## [EXERCISE AIM]
Your task is to copy the stretch of lines in the records below that begins with the line containing "pub type Filters = BTreeMap<String, String>;" and ends with the line containing "pub fn new(limit: u32, offset: u32)", exactly as written, with nothing added.

▬▬▬▬▬▬▬▬▬▬

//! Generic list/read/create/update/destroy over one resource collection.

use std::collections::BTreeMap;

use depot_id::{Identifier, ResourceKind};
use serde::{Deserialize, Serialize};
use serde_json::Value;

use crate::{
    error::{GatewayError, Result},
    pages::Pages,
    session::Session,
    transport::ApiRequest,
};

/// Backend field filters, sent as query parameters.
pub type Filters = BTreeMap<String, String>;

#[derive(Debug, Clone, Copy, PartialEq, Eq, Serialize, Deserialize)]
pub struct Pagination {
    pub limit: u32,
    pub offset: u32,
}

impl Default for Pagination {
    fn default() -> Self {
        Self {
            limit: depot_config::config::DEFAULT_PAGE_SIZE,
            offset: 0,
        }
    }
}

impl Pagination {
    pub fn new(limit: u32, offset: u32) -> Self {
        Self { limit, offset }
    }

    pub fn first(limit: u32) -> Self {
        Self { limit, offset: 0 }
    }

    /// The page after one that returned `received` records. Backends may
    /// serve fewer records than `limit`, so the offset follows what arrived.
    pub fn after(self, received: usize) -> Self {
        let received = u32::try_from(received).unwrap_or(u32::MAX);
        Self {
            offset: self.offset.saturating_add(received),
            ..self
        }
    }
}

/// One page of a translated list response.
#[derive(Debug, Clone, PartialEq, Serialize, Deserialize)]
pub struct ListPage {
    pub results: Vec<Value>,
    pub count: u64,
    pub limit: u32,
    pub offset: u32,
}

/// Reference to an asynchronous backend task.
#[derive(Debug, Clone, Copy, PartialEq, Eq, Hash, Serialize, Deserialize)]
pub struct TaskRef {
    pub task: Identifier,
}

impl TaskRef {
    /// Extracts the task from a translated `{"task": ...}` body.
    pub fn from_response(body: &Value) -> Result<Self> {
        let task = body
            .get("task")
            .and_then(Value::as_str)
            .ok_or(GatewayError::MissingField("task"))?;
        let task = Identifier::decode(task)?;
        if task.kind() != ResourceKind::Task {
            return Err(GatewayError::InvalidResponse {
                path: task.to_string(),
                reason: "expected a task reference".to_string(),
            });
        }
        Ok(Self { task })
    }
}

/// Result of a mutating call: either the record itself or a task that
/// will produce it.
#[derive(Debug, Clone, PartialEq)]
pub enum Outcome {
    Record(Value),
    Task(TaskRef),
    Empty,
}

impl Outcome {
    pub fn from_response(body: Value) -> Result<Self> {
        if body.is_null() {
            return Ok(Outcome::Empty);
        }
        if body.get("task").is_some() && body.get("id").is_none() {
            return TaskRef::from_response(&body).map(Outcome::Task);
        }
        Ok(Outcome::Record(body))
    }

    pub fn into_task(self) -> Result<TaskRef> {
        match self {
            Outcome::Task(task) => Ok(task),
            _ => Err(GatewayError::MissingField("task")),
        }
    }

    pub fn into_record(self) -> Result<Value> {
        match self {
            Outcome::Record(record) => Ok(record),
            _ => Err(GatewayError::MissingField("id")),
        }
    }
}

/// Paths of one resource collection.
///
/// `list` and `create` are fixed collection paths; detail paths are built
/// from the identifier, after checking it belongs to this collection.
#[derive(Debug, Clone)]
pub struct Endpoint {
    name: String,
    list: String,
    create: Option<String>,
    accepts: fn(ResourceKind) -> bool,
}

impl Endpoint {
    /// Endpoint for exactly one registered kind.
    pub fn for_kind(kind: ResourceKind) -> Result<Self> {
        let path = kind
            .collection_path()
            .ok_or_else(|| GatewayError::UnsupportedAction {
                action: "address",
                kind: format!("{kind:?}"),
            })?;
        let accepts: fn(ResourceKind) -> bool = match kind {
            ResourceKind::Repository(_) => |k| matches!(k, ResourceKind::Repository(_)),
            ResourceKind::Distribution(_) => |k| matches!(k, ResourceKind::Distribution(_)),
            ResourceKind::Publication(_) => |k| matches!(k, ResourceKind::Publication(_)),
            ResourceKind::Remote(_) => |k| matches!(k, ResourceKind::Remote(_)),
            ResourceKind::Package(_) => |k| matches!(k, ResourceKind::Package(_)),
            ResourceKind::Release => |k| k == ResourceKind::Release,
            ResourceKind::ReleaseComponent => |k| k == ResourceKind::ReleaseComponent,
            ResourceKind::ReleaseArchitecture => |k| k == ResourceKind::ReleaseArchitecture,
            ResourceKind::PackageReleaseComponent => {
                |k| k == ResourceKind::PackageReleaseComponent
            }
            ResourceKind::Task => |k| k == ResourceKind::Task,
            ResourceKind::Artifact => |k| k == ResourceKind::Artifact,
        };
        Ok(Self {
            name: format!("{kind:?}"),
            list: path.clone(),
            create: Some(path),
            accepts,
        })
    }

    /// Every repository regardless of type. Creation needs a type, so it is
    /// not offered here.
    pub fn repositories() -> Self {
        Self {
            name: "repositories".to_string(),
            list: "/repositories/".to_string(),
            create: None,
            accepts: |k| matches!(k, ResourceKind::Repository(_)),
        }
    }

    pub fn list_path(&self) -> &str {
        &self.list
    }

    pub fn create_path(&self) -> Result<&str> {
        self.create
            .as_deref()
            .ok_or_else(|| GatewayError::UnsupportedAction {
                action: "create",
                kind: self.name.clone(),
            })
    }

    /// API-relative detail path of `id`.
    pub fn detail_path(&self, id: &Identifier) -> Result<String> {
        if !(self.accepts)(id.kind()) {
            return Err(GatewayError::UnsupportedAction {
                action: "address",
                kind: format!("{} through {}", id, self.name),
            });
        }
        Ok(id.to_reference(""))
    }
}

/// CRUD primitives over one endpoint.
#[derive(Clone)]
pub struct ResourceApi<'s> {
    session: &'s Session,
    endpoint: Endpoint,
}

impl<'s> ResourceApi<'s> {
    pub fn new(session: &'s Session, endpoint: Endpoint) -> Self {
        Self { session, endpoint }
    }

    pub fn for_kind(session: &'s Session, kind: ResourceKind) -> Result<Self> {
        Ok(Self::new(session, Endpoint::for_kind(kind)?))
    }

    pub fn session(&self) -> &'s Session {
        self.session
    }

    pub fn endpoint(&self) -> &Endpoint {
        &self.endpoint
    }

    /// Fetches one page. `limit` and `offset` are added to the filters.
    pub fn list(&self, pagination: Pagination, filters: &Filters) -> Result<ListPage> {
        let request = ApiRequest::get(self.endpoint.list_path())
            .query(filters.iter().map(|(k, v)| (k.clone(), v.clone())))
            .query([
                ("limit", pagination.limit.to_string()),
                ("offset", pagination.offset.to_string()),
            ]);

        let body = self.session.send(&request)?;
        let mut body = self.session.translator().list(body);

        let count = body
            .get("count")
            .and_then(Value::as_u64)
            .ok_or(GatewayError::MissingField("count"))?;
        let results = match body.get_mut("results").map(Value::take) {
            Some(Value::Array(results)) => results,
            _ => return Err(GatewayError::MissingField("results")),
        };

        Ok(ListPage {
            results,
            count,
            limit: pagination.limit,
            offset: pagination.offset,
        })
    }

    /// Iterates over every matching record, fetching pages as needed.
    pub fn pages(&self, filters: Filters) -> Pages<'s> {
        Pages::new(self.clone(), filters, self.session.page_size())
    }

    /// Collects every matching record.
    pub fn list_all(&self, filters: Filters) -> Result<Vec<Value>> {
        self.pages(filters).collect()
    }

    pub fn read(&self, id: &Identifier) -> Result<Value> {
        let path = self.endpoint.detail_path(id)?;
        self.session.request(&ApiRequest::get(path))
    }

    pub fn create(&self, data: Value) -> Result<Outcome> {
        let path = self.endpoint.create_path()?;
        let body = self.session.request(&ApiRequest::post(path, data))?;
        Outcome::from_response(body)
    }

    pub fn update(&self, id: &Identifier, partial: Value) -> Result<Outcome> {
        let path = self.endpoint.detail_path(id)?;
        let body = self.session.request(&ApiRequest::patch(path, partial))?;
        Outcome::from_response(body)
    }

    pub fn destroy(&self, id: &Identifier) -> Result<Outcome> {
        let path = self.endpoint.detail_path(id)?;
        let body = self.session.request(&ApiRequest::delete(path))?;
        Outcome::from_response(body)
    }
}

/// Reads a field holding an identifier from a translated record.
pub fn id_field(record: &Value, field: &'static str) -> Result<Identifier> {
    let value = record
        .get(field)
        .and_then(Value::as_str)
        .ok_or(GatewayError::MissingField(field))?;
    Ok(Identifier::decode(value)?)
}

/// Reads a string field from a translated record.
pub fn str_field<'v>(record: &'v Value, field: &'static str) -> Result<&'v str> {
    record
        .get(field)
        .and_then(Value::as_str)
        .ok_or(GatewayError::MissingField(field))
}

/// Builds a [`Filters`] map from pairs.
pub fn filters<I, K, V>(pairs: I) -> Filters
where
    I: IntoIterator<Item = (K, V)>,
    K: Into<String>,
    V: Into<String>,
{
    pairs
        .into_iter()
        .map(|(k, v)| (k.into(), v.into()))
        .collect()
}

▬▬▬▬▬▬▬▬▬▬

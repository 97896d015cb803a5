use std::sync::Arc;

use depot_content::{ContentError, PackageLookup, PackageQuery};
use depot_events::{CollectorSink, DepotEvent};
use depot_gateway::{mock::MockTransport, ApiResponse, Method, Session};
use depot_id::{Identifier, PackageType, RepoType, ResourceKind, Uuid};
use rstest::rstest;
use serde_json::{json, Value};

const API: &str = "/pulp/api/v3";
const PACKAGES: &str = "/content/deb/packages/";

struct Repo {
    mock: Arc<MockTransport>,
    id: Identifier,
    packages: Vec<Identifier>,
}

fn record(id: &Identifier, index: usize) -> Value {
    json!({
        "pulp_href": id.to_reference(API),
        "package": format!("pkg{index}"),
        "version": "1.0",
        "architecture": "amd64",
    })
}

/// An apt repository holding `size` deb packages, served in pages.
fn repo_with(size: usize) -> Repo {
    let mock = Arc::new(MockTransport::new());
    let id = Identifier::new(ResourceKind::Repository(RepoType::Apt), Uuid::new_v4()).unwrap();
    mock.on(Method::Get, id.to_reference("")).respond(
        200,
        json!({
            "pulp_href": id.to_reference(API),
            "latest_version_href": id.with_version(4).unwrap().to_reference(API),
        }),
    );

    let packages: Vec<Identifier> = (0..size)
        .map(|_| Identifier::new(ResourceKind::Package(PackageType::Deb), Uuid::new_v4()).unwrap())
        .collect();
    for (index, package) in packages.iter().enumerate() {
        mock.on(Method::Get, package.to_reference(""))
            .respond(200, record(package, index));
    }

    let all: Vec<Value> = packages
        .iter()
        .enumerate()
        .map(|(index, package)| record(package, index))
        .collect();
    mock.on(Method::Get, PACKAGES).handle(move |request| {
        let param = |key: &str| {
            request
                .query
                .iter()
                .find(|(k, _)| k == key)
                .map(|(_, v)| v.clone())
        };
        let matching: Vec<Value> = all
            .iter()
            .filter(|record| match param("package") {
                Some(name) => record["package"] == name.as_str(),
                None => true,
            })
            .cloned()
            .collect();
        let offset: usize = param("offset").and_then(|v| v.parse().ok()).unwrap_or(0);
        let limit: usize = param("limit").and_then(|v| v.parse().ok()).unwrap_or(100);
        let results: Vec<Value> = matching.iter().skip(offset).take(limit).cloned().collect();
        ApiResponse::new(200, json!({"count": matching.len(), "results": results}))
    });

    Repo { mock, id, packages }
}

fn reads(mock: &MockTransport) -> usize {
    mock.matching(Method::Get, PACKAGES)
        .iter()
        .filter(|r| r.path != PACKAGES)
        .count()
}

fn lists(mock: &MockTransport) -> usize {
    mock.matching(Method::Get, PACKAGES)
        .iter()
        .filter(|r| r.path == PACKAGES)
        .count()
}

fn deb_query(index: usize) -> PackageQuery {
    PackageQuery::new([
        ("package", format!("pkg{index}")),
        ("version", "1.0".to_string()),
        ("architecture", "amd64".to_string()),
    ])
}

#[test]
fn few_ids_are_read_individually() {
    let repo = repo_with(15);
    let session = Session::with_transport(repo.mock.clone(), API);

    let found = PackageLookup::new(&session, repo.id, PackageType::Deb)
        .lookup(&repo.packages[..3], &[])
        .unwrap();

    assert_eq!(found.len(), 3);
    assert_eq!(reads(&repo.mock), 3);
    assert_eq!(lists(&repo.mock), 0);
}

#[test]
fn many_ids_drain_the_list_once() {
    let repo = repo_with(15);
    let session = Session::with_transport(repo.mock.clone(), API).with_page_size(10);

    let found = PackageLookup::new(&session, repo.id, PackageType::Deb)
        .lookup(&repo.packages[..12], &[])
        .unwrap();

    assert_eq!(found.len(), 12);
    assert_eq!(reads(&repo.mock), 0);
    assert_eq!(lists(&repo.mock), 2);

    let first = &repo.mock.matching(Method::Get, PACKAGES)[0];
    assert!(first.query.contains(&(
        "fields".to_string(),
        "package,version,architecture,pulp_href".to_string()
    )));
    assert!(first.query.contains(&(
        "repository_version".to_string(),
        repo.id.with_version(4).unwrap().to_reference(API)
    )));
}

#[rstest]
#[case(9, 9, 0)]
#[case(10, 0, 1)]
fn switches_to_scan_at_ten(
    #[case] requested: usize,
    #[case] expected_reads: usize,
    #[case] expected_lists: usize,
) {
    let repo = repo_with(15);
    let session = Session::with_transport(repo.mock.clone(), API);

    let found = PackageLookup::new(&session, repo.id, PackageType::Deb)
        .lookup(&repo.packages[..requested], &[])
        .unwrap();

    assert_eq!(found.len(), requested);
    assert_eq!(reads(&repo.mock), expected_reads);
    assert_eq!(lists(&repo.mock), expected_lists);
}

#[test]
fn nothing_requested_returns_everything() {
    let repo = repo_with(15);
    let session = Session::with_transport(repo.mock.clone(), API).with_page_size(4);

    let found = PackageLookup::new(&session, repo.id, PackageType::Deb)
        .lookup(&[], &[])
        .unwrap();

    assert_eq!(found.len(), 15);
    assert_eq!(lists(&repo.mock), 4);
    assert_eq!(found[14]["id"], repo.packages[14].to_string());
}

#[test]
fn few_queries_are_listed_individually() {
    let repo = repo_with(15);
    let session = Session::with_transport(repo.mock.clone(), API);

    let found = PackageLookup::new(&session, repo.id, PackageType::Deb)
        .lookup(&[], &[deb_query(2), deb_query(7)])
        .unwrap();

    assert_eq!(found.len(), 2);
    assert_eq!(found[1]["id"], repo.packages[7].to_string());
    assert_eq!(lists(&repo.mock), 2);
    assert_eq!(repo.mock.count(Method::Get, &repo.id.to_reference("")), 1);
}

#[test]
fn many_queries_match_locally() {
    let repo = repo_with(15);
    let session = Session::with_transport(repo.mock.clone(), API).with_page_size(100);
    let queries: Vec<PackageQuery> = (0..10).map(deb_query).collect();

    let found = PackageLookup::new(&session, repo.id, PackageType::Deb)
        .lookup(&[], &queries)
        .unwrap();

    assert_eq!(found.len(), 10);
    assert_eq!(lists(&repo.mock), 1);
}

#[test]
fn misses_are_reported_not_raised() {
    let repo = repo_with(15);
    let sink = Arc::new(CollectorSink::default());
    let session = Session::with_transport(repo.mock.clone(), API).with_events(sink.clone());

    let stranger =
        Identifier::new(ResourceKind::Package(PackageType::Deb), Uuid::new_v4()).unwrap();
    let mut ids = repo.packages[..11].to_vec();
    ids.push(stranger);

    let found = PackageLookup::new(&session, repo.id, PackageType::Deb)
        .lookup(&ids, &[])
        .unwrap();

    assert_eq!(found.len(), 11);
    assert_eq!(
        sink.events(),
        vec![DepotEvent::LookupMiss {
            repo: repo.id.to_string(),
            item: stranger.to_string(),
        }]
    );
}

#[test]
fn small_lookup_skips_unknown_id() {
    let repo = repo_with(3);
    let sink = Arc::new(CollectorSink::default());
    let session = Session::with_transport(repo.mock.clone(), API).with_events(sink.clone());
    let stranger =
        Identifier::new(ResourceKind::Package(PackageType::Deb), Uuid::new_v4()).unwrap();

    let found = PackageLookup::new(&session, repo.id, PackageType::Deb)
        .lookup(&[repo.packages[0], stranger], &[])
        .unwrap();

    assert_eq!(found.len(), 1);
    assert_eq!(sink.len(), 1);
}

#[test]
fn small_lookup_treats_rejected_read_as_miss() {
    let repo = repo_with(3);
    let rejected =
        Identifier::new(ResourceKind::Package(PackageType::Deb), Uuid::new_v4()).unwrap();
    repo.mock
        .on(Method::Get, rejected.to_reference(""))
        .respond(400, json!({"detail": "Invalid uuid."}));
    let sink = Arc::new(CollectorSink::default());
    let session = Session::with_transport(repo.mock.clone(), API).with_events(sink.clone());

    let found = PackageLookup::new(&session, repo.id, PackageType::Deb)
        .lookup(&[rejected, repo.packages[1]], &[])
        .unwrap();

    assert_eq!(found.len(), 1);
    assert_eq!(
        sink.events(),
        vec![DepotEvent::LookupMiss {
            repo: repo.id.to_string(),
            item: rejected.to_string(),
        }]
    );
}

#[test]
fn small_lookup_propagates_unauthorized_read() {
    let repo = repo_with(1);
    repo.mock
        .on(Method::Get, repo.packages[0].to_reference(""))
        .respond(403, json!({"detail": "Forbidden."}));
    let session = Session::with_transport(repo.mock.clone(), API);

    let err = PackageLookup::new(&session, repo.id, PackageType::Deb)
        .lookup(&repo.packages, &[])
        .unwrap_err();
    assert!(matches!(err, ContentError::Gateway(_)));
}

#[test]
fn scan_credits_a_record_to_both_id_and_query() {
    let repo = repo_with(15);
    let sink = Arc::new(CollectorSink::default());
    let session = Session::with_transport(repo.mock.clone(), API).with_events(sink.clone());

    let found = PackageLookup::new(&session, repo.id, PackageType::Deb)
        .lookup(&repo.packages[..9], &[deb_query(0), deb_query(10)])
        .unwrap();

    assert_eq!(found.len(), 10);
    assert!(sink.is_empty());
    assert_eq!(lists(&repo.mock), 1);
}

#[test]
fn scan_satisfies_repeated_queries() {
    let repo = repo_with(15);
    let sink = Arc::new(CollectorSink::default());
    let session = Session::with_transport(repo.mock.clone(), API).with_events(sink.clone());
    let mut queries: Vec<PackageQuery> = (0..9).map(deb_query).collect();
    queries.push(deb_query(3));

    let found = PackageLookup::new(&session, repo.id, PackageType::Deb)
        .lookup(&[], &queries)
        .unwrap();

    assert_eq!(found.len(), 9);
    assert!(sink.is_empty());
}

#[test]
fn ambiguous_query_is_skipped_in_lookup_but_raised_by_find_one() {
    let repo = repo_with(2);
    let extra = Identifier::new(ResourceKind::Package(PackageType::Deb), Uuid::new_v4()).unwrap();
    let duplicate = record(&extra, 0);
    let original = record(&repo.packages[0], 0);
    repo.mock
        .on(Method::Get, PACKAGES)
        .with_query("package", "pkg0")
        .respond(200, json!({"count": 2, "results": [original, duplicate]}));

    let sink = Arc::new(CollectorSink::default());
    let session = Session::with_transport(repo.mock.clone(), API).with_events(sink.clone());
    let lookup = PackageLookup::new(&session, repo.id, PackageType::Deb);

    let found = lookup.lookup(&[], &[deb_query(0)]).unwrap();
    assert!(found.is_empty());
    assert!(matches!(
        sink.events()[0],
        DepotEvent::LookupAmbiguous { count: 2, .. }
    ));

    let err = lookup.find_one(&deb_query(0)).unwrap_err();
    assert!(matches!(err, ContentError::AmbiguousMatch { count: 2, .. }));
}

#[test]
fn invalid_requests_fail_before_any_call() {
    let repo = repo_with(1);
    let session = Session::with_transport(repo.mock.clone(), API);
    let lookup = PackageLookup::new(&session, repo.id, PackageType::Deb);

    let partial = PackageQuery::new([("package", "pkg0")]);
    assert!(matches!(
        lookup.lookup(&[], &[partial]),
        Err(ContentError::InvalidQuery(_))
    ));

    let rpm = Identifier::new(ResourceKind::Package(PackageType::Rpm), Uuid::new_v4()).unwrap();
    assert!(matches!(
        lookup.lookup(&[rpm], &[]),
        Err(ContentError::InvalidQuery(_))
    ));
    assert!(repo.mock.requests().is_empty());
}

▬▬▬▬▬▬▬▬▬▬

## [WRITTEN ANSWER]
pub type Filters = BTreeMap<String, String>;

#[derive(Debug, Clone, Copy, PartialEq, Eq, Serialize, Deserialize)]
pub struct Pagination {
    pub limit: u32,
    pub offset: u32,
}

impl Default for Pagination {
    fn default() -> Self {
        Self {
            limit: depot_config::config::DEFAULT_PAGE_SIZE,
            offset: 0,
        }
    }
}

impl Pagination {
    pub fn new(limit: u32, offset: u32) -> Self {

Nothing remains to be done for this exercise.